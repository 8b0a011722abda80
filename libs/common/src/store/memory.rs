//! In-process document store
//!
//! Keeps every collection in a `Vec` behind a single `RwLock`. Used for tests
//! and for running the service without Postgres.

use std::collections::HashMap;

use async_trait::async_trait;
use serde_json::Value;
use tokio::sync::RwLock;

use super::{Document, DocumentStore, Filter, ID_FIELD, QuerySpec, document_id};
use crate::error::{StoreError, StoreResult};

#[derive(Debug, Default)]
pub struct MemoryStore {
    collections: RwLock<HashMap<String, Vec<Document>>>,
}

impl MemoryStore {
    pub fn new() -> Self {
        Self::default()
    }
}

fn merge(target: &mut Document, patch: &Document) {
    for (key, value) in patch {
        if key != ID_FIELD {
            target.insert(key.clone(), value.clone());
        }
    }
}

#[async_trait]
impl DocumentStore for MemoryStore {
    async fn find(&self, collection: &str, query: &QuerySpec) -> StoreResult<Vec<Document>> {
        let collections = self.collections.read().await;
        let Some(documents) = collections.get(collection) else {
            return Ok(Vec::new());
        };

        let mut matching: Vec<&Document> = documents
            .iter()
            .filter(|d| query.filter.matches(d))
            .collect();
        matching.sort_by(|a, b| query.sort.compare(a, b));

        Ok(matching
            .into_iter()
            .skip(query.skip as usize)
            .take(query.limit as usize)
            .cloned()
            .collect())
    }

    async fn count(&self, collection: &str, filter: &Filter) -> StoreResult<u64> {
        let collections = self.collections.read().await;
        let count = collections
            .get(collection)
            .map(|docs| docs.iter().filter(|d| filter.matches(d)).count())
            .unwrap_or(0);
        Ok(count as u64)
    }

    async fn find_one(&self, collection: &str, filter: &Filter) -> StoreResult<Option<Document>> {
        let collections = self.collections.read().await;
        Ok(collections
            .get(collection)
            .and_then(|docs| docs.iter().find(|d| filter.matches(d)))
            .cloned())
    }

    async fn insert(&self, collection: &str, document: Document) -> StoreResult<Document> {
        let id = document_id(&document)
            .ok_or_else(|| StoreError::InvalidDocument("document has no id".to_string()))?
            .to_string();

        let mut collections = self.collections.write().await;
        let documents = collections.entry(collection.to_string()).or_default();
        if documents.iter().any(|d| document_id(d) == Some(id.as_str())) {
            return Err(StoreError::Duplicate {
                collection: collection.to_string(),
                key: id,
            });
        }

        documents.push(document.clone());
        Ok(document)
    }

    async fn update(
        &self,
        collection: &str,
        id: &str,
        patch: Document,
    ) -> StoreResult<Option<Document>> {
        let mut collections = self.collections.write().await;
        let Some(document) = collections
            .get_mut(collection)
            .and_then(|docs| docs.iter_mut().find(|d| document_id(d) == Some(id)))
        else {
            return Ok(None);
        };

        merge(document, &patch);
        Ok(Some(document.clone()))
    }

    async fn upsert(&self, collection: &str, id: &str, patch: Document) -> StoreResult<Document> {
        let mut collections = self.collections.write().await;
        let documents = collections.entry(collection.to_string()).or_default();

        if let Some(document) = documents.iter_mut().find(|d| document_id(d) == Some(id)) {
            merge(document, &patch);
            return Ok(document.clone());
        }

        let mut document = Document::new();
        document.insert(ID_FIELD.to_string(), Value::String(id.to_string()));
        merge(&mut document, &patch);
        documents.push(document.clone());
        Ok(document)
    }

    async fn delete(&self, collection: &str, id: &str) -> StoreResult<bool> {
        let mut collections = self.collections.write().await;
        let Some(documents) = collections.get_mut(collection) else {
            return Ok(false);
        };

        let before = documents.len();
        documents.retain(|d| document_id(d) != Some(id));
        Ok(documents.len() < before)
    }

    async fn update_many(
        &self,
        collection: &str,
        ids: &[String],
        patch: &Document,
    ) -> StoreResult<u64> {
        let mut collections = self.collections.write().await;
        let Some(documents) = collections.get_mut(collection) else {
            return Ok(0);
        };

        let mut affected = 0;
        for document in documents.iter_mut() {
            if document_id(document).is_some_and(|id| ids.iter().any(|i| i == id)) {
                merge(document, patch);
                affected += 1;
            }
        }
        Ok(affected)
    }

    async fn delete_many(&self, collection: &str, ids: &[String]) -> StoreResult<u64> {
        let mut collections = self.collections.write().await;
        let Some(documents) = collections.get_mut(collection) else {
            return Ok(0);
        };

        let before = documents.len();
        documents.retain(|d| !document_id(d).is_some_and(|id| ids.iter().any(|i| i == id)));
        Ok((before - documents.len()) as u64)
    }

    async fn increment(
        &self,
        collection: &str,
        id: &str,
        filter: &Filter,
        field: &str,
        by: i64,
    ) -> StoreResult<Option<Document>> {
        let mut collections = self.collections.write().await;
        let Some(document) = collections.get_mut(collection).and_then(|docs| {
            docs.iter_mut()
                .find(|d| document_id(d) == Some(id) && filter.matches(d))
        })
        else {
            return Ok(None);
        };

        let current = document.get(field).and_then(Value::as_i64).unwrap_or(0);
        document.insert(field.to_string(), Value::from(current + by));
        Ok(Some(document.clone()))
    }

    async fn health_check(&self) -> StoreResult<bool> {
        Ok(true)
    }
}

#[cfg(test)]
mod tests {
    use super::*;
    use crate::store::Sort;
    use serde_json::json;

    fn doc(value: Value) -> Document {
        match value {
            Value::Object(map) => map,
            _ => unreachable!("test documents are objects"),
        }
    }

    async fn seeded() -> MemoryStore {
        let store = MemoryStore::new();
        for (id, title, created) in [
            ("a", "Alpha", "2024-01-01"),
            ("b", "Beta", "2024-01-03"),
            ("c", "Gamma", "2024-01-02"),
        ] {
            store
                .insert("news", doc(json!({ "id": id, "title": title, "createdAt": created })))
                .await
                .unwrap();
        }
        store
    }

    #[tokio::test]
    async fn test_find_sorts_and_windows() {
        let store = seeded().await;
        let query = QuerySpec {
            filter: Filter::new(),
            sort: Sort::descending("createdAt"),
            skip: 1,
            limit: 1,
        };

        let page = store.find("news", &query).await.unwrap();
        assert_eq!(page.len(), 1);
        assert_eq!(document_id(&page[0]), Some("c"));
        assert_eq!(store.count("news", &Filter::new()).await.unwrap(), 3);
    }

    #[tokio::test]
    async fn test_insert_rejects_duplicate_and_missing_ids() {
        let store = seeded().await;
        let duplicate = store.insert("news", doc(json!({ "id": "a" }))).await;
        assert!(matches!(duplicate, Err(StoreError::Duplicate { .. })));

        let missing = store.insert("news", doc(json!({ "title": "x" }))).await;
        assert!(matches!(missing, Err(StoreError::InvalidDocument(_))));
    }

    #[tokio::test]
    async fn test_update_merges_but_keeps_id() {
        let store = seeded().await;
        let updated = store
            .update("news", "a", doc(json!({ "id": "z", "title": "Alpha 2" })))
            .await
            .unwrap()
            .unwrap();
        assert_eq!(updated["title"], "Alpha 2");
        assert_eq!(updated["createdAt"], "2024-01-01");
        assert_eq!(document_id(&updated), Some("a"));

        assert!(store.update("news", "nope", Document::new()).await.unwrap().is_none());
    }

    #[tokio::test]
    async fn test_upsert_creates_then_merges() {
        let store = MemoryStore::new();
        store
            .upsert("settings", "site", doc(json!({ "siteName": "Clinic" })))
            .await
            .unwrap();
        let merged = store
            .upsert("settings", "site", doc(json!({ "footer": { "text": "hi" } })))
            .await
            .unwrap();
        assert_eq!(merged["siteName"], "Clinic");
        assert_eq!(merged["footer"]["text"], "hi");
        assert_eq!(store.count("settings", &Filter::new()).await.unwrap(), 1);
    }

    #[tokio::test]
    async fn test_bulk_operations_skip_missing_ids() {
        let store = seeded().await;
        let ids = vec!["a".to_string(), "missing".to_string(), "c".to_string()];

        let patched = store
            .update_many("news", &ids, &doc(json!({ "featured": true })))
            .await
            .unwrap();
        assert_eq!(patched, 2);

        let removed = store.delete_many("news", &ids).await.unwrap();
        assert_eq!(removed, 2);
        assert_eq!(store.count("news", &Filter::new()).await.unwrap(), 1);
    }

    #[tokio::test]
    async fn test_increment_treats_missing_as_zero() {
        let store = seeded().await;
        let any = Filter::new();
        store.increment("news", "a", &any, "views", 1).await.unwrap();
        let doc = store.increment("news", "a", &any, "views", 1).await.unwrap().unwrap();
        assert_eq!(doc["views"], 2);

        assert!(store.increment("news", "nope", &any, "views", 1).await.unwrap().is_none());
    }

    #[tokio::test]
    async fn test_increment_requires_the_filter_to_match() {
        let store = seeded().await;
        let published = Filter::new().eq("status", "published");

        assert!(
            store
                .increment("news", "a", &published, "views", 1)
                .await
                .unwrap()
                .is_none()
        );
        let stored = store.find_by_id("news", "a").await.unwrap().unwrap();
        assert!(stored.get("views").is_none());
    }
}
——————
Your response should be the lines above from the first to the one containing "service without Postgres.", inclusive, each given exactly.

Output for this task.
repository 8b0a011722abda80
filename libs/common/src/store/memory.rs
//! In-process document store
//!
//! Keeps every collection in a `Vec` behind a single `RwLock`. Used for tests
//! and for running the service without Postgres.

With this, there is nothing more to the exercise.